- [Task prompt]: Search the records below for the word "Serialize", then return every line where it appears.

- [Material provided]:

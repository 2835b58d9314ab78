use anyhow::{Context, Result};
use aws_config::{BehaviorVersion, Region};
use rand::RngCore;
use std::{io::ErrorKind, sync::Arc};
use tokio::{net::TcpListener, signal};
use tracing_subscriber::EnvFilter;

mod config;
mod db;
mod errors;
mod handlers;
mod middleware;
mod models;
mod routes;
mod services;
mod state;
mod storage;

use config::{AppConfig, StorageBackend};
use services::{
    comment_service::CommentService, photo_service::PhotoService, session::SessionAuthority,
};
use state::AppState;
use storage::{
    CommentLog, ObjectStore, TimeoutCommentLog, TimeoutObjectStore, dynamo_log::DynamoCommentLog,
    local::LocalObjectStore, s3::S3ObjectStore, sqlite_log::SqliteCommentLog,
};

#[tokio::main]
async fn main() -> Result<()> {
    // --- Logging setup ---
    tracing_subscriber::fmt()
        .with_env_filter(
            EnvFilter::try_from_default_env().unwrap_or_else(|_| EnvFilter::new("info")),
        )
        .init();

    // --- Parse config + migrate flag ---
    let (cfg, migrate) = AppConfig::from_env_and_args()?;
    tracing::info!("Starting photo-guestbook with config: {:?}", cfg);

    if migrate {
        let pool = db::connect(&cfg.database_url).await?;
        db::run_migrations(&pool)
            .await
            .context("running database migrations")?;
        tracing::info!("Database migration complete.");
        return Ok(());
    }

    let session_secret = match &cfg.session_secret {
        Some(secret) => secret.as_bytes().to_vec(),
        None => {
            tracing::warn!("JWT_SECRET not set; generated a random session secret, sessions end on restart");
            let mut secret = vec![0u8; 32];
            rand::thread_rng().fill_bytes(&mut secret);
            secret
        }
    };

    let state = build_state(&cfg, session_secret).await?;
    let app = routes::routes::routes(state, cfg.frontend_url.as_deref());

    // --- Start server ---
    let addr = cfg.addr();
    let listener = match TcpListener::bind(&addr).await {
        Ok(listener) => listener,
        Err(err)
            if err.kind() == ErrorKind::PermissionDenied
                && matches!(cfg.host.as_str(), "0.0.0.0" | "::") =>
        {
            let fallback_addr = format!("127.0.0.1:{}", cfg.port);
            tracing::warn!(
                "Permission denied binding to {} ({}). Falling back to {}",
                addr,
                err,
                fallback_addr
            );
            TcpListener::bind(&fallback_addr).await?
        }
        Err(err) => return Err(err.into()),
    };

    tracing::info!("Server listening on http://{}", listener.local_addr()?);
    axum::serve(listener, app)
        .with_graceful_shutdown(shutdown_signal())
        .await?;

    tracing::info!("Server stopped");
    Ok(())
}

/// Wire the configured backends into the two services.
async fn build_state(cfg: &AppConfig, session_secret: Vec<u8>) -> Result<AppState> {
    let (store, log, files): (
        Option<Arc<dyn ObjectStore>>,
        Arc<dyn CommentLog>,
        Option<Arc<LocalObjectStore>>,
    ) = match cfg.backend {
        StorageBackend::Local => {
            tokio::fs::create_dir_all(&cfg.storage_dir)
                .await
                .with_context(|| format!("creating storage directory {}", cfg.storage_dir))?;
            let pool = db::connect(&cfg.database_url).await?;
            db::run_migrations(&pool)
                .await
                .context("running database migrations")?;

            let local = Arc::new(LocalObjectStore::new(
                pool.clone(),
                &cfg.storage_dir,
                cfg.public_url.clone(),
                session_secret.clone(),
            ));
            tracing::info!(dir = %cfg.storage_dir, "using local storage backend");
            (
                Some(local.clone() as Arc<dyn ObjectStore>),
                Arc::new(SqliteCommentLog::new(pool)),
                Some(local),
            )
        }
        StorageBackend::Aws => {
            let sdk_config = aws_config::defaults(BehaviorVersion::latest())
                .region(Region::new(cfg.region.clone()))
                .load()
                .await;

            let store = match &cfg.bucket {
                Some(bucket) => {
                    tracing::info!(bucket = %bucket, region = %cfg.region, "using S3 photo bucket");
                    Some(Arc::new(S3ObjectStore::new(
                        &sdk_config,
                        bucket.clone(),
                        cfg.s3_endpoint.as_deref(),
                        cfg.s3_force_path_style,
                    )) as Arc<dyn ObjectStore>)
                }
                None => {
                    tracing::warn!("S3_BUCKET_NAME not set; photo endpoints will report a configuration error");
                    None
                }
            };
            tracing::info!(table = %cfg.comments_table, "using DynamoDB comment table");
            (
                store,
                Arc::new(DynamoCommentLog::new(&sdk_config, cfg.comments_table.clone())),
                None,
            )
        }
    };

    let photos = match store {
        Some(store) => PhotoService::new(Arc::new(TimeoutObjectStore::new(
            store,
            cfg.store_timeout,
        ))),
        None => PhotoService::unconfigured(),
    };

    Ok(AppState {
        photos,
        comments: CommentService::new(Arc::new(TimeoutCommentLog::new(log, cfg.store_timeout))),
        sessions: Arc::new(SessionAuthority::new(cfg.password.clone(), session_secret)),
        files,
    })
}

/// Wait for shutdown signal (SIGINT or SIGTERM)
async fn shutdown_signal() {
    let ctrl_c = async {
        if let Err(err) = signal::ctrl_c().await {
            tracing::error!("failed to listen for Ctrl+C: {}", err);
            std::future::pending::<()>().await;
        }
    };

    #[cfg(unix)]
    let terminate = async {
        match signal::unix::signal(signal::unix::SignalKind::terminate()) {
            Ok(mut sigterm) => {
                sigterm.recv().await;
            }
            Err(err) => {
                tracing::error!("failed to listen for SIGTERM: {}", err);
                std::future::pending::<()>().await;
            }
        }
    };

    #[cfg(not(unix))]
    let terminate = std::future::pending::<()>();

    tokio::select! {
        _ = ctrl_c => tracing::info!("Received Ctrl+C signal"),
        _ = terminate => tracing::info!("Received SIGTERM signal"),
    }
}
* * *
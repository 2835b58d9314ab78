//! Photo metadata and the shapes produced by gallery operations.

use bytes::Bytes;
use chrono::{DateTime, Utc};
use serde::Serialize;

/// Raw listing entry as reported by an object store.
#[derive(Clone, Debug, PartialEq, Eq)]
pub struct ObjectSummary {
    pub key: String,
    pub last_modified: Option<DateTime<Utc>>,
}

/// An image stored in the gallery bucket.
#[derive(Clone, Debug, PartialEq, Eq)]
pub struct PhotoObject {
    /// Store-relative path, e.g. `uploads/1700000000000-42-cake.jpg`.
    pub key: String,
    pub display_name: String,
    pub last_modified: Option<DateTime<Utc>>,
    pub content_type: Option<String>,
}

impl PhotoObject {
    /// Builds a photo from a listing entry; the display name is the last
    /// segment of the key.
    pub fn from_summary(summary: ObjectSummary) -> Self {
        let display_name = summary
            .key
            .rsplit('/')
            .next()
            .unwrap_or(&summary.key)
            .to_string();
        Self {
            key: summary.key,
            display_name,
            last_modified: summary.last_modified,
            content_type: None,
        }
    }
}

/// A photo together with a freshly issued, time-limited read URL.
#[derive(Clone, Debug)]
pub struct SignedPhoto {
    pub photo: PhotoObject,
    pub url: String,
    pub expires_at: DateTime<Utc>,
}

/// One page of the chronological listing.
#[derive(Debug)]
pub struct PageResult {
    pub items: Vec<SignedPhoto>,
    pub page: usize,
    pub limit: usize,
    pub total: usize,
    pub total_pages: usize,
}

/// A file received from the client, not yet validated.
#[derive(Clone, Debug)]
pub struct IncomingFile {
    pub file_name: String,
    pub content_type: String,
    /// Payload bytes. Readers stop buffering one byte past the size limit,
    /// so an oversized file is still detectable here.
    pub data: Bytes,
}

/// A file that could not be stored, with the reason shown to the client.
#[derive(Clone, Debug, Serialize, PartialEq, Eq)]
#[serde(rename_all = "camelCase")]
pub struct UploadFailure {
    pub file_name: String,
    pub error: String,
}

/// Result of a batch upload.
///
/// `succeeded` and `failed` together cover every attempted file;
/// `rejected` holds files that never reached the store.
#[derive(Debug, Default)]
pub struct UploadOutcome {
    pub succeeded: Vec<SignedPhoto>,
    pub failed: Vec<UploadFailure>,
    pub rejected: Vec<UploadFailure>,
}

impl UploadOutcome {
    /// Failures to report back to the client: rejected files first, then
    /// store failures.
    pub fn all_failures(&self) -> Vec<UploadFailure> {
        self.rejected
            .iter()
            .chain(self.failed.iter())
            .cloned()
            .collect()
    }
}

- [Exercise solution]:
use serde::Serialize;
#[derive(Clone, Debug, Serialize, PartialEq, Eq)]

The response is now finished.